CCND1 amplification behaviour in bladder tumors. FISH identification of chromosome 11 centromere (green) and CCND1 gene (red) in paraffin-embedded tumors. DNA staining was performed with DAPI (blue). Black and white images correspond to DAPI reverse staining. (A-H) Metaphasic cells showing the proposed sequence of 11q13 amplicon fragmentation from HSRs to DMs. (I-K) Sample U-364 showed a complex pattern of CCND1 amplification. Three sub-populations were detected in this sample. (I) Sub-population with gain of whole chromosome 11. (J) Sub-population containing HSR with high-level amplification of CCND1 (K) Sub-population containing amplification of CCND1 and undetermined flanking material in HSR. (L-O) Peripheral location of DMs in metaphasic cells. (P-Q) CCND1-positive micronuclei, see arrows.
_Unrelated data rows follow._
//! 対局ルールの設定値

use serde::{Deserialize, Serialize};

use crate::position::FOURFOLD;
use crate::rules::IMPASSE_THRESHOLD;

/// 終局判定のしきい値
///
/// TOML/JSON から読み込める。省略した項目は既定値（千日手4回、持将棋24点）。
#[derive(Clone, Copy, Debug, PartialEq, Eq, Serialize, Deserialize)]
#[serde(deny_unknown_fields)]
pub struct RuleConfig {
    /// 同一局面がこの回数現れたら千日手
    #[serde(default = "default_repetition_limit")]
    pub repetition_limit: usize,
    /// 両者がこの点数以上なら持将棋
    #[serde(default = "default_impasse_threshold")]
    pub impasse_threshold: i32,
}

fn default_repetition_limit() -> usize {
    FOURFOLD
}

fn default_impasse_threshold() -> i32 {
    IMPASSE_THRESHOLD
}

impl Default for RuleConfig {
    fn default() -> Self {
        Self {
            repetition_limit: FOURFOLD,
            impasse_threshold: IMPASSE_THRESHOLD,
        }
    }
}
//! SFEN形式の解析・出力と千日手判定用の局面キー

use std::fmt;

use serde::{Deserialize, Serialize};

use super::pos::Position;
use crate::error::SfenError;
use crate::types::{Color, HAND_ORDER, Piece, PieceType, Square};

/// 平手初期局面のSFEN
pub const SFEN_HIRATE: &str = "lnsgkgsnl/1r5b1/ppppppppp/9/9/9/PPPPPPPPP/1B5R1/LNSGKGSNL b - 1";

/// 同一局面判定用のキー
///
/// SFEN の盤面・手番・手駒の3フィールド（手数を含まない）。
/// 2局面が等しいとき、かつそのときに限りバイト列として一致する。
#[derive(Debug, Clone, PartialEq, Eq, Hash, PartialOrd, Ord, Serialize, Deserialize)]
#[serde(transparent)]
pub struct PositionKey(String);

impl PositionKey {
    pub fn as_str(&self) -> &str {
        &self.0
    }
}

impl fmt::Display for PositionKey {
    fn fmt(&self, f: &mut fmt::Formatter<'_>) -> fmt::Result {
        f.write_str(&self.0)
    }
}

impl Position {
    /// SFEN文字列から局面を生成（手数フィールドは省略可、読み捨てる）
    pub fn from_sfen(sfen: &str) -> Result<Position, SfenError> {
        let parts: Vec<&str> = sfen.split_whitespace().collect();
        if parts.len() < 3 {
            return Err(SfenError::Board("SFEN must have at least 3 parts".to_string()));
        }

        let mut pos = Position::empty();

        // 1. 盤面
        pos.parse_board(parts[0])?;

        // 2. 手番
        let side = match parts[1] {
            "b" => Color::Black,
            "w" => Color::White,
            other => {
                return Err(SfenError::SideToMove(format!("Expected 'b' or 'w', got '{other}'")));
            }
        };
        pos.set_side_to_move(side);

        // 3. 手駒
        pos.parse_hand(parts[2])?;

        // 4. 手数（オプション）
        if let Some(ply) = parts.get(3) {
            ply.parse::<u32>().map_err(|_| SfenError::Ply(ply.to_string()))?;
        }
        if parts.len() > 4 {
            return Err(SfenError::Ply(format!("unexpected trailing fields: {}", parts[4..].join(" "))));
        }

        Ok(pos)
    }

    /// 現局面のSFEN文字列（`ply` は手数フィールド）
    pub fn to_sfen(&self, ply: u32) -> String {
        format!("{} {ply}", self.key())
    }

    /// 千日手判定用のキー
    pub fn key(&self) -> PositionKey {
        let mut result = String::with_capacity(96);

        // 1. 盤面
        for rank in 0..9 {
            let mut empty_count = 0;
            for file in 0..9 {
                match self.piece_on(Square::new(file, rank)) {
                    None => empty_count += 1,
                    Some(pc) => {
                        if empty_count > 0 {
                            result.push_str(&empty_count.to_string());
                            empty_count = 0;
                        }
                        result.push_str(&pc.to_sfen());
                    }
                }
            }
            if empty_count > 0 {
                result.push_str(&empty_count.to_string());
            }
            if rank < 8 {
                result.push('/');
            }
        }

        // 2. 手番
        result.push(' ');
        result.push(self.side_to_move().to_sfen_char());

        // 3. 手駒
        result.push(' ');
        let hand_str = self.hand_to_sfen();
        if hand_str.is_empty() {
            result.push('-');
        } else {
            result.push_str(&hand_str);
        }

        PositionKey(result)
    }

    /// 盤面部分をパース
    fn parse_board(&mut self, board_str: &str) -> Result<(), SfenError> {
        let ranks: Vec<&str> = board_str.split('/').collect();
        if ranks.len() != 9 {
            return Err(SfenError::Board(format!("Expected 9 ranks, got {}", ranks.len())));
        }

        for (rank, rank_str) in ranks.iter().enumerate() {
            let mut file = 0u32; // 9筋から開始
            let mut promoted = false;

            for c in rank_str.chars() {
                if c == '+' {
                    if promoted {
                        return Err(SfenError::Board(format!("Double '+' in rank {rank}")));
                    }
                    promoted = true;
                    continue;
                }

                if let Some(digit) = c.to_digit(10) {
                    if promoted || digit == 0 {
                        return Err(SfenError::Board(format!("Unexpected '{c}' in rank {rank}")));
                    }
                    file += digit;
                    if file > 9 {
                        return Err(SfenError::Board(format!("Too many squares in rank {rank}")));
                    }
                    continue;
                }

                if file >= 9 {
                    return Err(SfenError::Board(format!("Too many pieces in rank {rank}")));
                }
                let pc = sfen_char_to_piece(c, promoted)?;
                self.put_piece(Square::new(file as u8, rank as u8), pc);
                promoted = false;
                file += 1;
            }

            if file != 9 || promoted {
                return Err(SfenError::Board(format!("Rank {rank} has wrong number of squares")));
            }
        }

        Ok(())
    }

    /// 手駒部分をパース
    fn parse_hand(&mut self, hand_str: &str) -> Result<(), SfenError> {
        if hand_str == "-" {
            return Ok(());
        }

        let mut count: Option<u32> = None;
        for c in hand_str.chars() {
            if let Some(digit) = c.to_digit(10) {
                let n = count.unwrap_or(0) * 10 + digit;
                if n > u8::MAX as u32 {
                    return Err(SfenError::Hand(format!("count too large in '{hand_str}'")));
                }
                count = Some(n);
                continue;
            }

            let color = if c.is_ascii_uppercase() { Color::Black } else { Color::White };
            let pt = PieceType::from_sfen_char(c)
                .filter(|pt| pt.is_droppable())
                .ok_or_else(|| SfenError::Hand(format!("Unknown hand piece: {c}")))?;
            let n = count.take().unwrap_or(1);
            if n == 0 {
                return Err(SfenError::Hand(format!("zero count for {c}")));
            }
            let hand = self.hand(color);
            self.set_hand(color, hand.set(pt, hand.count(pt).saturating_add(n as u8)));
        }

        if count.is_some() {
            return Err(SfenError::Hand(format!("dangling count in '{hand_str}'")));
        }
        Ok(())
    }

    /// 手駒をSFEN文字列に変換（先手の大文字→後手の小文字、飛角金銀桂香歩の順）
    fn hand_to_sfen(&self) -> String {
        let mut result = String::new();
        for color in Color::ALL {
            let hand = self.hand(color);
            for pt in HAND_ORDER {
                let cnt = hand.count(pt);
                if cnt == 0 {
                    continue;
                }
                if cnt > 1 {
                    result.push_str(&cnt.to_string());
                }
                let c = pt.to_sfen_char();
                result.push(match color {
                    Color::Black => c,
                    Color::White => c.to_ascii_lowercase(),
                });
            }
        }
        result
    }
}

/// SFEN文字を駒に変換
fn sfen_char_to_piece(c: char, promoted: bool) -> Result<Piece, SfenError> {
    let color = if c.is_ascii_uppercase() { Color::Black } else { Color::White };
    let pt = PieceType::from_sfen_char(c)
        .ok_or_else(|| SfenError::Board(format!("Unknown piece: {c}")))?;

    if promoted {
        if !pt.can_promote() {
            return Err(SfenError::Board(format!("Cannot promote: {c}")));
        }
        Ok(Piece::promoted(pt, color))
    } else {
        Ok(Piece::new(pt, color))
    }
}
In Q, note the elimination in the micronucleus of whole CCND1 copies, except those attached to the centromere. (R) Metaphasic cells containing a dicentric chromosome with two centromeric signals of chromosome 11 and CCND1 amplification, see asterisks. (S and T) CCND1 with HSRs appears to be forming internuclear bridges, see arrows. (U and V) Nuclear blebs as nuclear protrusions with high CCND1 signal.